_WORK INSTRUCTION_
For the records below, report how many lines include "tests", with no accompanying text.
### PROVIDED RECORDS
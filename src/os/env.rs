use std::collections::HashMap;
use std::env::{home_dir, temp_dir};
use std::ffi::{OsStr, OsString};

use thiserror::Error;

/// Property holding the name of the running operating system, e.g. `"Linux"`.
pub const OS_NAME: &str = "os.name";
/// Property holding the home directory of the current user.
pub const USER_HOME: &str = "user.home";
/// Property holding the directory for temporary files.
pub const TEMP_DIR: &str = "temp.dir";

/// Read access to environmental variables and system properties.
///
/// Everything in [`dirs`](crate::dirs) reads its inputs through this trait, so tests can
/// swap the real process environment for an in-memory one.
pub trait Environment {
    /// Get environmental variable `key`, [`None`] if it is unset.
    fn var_os(&self, key: &str) -> Option<OsString>;

    /// Get system property `key` (see [`OS_NAME`], [`USER_HOME`], [`TEMP_DIR`]).
    fn property(&self, key: &str) -> Option<OsString>;

    /// Get system property `key` and convert it to UTF-8.
    fn property_str(&self, key: &str) -> Result<String, EnvStrError> {
        self.property(key)
            .ok_or_else(|| EnvStrError::Missing(key.into()))?
            .into_string()
            .map_err(|_| EnvStrError::NonUTF8(key.into()))
    }
}

/// Snapshot of environmental variables and system properties.
///
/// Lookups of variables are case-insensitive on Windows, as its environmental variables are.
#[derive(Debug, Clone)]
pub struct Env {
    keys: HashMap<OsString, OsString>,

    normalised_keys: HashMap<OsString, OsString>,

    properties: HashMap<String, OsString>,
}

/// Errors encountered when getting environmental variable or property.
#[derive(Debug, Clone, Error)]
pub enum EnvStrError {
    /// This variant indicates, that variable `Missing.0` is missing.
    #[error("there is no environmental variable or property `{0:?}`")]
    Missing(OsString),

    /// This variant indicates, that variable `NonUTF8.0` is not an UTF-8 string.
    #[error("environmental variable or property `{0:?}` is not an UTF-8 string")]
    NonUTF8(OsString),
}

impl Env {
    /// Snapshot the environment of the current process.
    ///
    /// Properties are filled with [`os::name`](crate::os::name), [`std::env::home_dir`] and
    /// [`std::env::temp_dir`].
    pub fn new() -> Self {
        let mut env = Self::new_from(std::env::vars_os().collect())
            .with_property(OS_NAME, crate::os::name())
            .with_property(TEMP_DIR, temp_dir());
        if let Some(home) = home_dir() {
            env = env.with_property(USER_HOME, home);
        }
        env
    }

    /// Create new [`Env`] using `env` as existing environmental variables and no properties.
    pub fn new_from(env: HashMap<OsString, OsString>) -> Self {
        Self {
            normalised_keys: Env::normalize_map(env.clone()),
            keys: env,
            properties: HashMap::new(),
        }
    }

    /// Set property `key` to `value`.
    ///
    /// # Examples
    /// ```rust
    /// use places::os::env::{Env, Environment, USER_HOME};
    ///
    /// let env = Env::new_from(Default::default()).with_property(USER_HOME, "/home/u");
    /// assert_eq!(env.property(USER_HOME), Some("/home/u".into()));
    /// ```
    pub fn with_property(mut self, key: impl Into<String>, value: impl Into<OsString>) -> Self {
        self.properties.insert(key.into(), value.into());
        self
    }

    fn normalize_key(key: impl AsRef<OsStr>) -> OsString {
        key.as_ref().to_ascii_uppercase()
    }
    fn normalize_map(keys: HashMap<OsString, OsString>) -> HashMap<OsString, OsString> {
        keys.into_iter()
            .map(|(key, value)| (Env::normalize_key(key), value))
            .collect()
    }

    /// Get environmental variable pointed by `key`.
    ///
    /// # Returns
    /// `Option<&OsStr>`. `None` variant indicates missing key, `Some`: existing key.
    pub fn get_os(&self, key: impl AsRef<OsStr>) -> Option<&OsStr> {
        let key = key.as_ref();
        match self.keys.get(key) {
            Some(x) => Some(x),
            None => {
                if cfg!(target_os = "windows") {
                    self.normalised_keys
                        .get(&Env::normalize_key(key))
                        .map(|x| x.as_ref())
                } else {
                    None
                }
            }
        }
    }

    /// Get environmental variable pointed by `key` and convert it to UTF-8.
    ///
    /// # Examples
    /// ```rust
    /// use places::os::env::Env;
    ///
    /// # fn main() -> Result<(), Box<dyn std::error::Error>> {
    /// let env = Env::new();
    /// let _path = env.get("PATH")?;
    /// # Ok(())
    /// # }
    /// ```
    pub fn get(&self, key: impl AsRef<OsStr>) -> Result<&str, EnvStrError> {
        let key = key.as_ref();
        self.get_os(key)
            .ok_or_else(|| EnvStrError::Missing(key.to_os_string()))?
            .to_str()
            .ok_or_else(|| EnvStrError::NonUTF8(key.to_os_string()))
    }
}

impl Default for Env {
    fn default() -> Self {
        Self::new()
    }
}

impl Environment for Env {
    fn var_os(&self, key: &str) -> Option<OsString> {
        self.get_os(key).map(OsStr::to_os_string)
    }

    fn property(&self, key: &str) -> Option<OsString> {
        self.properties.get(key).cloned()
    }
}

#[cfg(test)]
mod tests {
    use super::*;
    use claim::{assert_matches, assert_none, assert_ok_eq, assert_some_eq};

    fn env_of(pairs: &[(&str, &str)]) -> Env {
        Env::new_from(
            pairs
                .iter()
                .map(|(k, v)| (OsString::from(k), OsString::from(v)))
                .collect(),
        )
    }

    #[test]
    fn variables_are_looked_up() {
        let env = env_of(&[("XDG_CONFIG_HOME", "/cfg")]);
        assert_some_eq!(env.var_os("XDG_CONFIG_HOME"), OsString::from("/cfg"));
        assert_ok_eq!(env.get("XDG_CONFIG_HOME"), "/cfg");
        assert_none!(env.var_os("XDG_DATA_HOME"));
        assert_matches!(env.get("XDG_DATA_HOME"), Err(EnvStrError::Missing(_)));
    }

    #[test]
    fn variables_are_not_properties() {
        let env = env_of(&[(OS_NAME, "Linux")]);
        assert_none!(env.property(OS_NAME));
        assert_matches!(env.property_str(OS_NAME), Err(EnvStrError::Missing(_)));
    }

    #[test]
    fn properties_are_looked_up() {
        let env = env_of(&[]).with_property(OS_NAME, "Mac OS X");
        assert_some_eq!(env.property(OS_NAME), OsString::from("Mac OS X"));
        assert_ok_eq!(env.property_str(OS_NAME), "Mac OS X".to_owned());
        assert_none!(env.property(USER_HOME));
    }

    #[test]
    fn later_property_wins() {
        let env = env_of(&[])
            .with_property(USER_HOME, "/a")
            .with_property(USER_HOME, "/b");
        assert_some_eq!(env.property(USER_HOME), OsString::from("/b"));
    }

    #[cfg(windows)]
    #[test]
    fn windows_lookup_ignores_case() {
        let env = env_of(&[("AppData", "C:\\Users\\u\\AppData\\Roaming")]);
        assert_ok_eq!(env.get("APPDATA"), "C:\\Users\\u\\AppData\\Roaming");
    }

    #[cfg(unix)]
    #[test]
    fn unix_lookup_respects_case() {
        let env = env_of(&[("AppData", "/a")]);
        assert_none!(env.var_os("APPDATA"));
    }

    #[test]
    fn process_snapshot_has_os_name_and_temp_dir() {
        let env = Env::new();
        assert_ok_eq!(env.property_str(OS_NAME), crate::os::name().to_owned());
        assert_some_eq!(env.property(TEMP_DIR), temp_dir().into_os_string());
    }
}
######
_REPLY_
2